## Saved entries
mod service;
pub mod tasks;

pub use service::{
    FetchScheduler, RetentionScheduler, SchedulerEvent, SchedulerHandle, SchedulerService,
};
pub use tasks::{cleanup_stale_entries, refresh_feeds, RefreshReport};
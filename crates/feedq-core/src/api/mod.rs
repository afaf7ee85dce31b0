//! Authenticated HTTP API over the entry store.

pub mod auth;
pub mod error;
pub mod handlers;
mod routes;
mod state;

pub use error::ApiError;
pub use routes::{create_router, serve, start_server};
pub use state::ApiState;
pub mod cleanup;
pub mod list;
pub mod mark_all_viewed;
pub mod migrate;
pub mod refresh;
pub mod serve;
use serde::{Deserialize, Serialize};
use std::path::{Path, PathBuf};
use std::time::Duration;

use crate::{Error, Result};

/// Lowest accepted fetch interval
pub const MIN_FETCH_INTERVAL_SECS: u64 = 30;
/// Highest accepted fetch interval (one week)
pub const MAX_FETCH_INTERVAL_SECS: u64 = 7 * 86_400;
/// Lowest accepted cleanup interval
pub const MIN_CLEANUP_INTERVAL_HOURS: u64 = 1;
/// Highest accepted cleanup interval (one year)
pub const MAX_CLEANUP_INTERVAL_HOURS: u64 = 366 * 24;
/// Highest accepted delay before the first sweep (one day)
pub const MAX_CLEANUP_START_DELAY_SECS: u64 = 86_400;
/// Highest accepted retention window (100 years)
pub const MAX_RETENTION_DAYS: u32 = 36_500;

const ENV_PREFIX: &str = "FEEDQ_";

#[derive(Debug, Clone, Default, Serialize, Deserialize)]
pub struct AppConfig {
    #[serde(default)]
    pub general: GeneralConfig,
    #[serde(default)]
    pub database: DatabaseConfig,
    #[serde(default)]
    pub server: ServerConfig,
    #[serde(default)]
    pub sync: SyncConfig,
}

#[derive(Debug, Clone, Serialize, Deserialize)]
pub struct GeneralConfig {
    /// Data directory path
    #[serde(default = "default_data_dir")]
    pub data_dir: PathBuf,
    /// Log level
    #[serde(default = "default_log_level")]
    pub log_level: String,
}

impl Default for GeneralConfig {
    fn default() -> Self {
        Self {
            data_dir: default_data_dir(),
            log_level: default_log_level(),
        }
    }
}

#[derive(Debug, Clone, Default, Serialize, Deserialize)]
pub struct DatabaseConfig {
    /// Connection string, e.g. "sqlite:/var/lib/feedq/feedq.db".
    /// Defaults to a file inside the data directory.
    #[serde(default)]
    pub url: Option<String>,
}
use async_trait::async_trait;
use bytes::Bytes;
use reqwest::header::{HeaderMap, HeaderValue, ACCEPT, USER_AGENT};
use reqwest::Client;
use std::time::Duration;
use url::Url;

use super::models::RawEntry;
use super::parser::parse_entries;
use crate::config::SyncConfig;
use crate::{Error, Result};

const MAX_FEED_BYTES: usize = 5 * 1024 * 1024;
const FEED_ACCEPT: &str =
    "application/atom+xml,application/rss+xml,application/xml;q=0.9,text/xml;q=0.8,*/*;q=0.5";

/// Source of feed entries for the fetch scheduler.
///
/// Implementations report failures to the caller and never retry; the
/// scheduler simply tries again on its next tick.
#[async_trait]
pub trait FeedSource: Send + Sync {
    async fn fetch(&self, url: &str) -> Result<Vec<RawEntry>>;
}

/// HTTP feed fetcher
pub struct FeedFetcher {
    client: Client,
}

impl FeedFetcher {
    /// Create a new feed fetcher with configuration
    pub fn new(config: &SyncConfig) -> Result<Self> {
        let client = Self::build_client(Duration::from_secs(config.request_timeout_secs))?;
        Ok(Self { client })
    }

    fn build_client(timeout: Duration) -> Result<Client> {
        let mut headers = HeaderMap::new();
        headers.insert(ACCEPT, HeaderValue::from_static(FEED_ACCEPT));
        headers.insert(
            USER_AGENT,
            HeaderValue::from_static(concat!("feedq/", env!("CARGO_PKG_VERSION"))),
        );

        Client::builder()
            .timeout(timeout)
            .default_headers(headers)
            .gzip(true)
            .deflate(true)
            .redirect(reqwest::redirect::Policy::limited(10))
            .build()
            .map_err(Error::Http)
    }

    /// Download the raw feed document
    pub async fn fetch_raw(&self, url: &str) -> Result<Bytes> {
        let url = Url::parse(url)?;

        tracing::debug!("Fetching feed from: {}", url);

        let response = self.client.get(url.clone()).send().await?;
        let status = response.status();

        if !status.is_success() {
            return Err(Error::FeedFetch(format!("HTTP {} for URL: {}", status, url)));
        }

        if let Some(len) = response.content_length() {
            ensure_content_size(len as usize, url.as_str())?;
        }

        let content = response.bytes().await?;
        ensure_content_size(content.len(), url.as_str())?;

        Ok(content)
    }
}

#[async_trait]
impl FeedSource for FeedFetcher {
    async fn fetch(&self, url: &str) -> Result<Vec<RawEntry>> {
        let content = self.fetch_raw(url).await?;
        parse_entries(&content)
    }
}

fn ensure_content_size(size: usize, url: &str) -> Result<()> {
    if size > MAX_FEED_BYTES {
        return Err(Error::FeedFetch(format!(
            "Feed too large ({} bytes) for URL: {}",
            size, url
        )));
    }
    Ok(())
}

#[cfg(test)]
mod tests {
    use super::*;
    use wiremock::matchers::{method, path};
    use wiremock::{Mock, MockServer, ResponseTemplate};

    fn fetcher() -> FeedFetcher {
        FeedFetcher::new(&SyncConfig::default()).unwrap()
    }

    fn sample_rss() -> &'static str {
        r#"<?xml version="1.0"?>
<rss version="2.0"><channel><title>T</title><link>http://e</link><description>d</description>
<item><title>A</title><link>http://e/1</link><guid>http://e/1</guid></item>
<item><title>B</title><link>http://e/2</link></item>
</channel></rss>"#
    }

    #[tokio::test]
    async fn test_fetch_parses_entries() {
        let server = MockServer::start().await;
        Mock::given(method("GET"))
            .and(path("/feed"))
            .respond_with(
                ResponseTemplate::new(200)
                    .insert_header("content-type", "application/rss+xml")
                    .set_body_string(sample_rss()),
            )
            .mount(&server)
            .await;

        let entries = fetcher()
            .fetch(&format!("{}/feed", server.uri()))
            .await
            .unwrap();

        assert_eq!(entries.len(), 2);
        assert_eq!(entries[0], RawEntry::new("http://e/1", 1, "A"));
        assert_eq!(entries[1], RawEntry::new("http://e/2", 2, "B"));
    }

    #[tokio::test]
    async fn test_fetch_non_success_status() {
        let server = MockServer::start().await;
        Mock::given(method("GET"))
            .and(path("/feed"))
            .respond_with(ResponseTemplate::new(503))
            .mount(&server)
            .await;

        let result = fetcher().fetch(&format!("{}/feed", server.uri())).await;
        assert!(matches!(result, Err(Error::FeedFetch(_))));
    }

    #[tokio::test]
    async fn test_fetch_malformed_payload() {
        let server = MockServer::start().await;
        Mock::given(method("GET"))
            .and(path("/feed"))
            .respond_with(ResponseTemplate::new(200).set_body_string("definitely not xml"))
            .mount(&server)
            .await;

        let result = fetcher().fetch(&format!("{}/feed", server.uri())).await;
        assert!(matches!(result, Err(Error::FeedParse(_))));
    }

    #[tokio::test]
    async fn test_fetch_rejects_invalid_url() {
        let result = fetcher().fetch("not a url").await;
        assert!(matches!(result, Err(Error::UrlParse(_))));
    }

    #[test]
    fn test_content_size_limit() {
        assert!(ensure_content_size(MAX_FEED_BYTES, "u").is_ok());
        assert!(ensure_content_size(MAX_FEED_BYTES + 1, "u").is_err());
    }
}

## WHAT TO DO
Search the records for the string "wiremock" and report each line that has it.

## ANSWER SECTION
    use wiremock::matchers::{method, path};
    use wiremock::{Mock, MockServer, ResponseTemplate};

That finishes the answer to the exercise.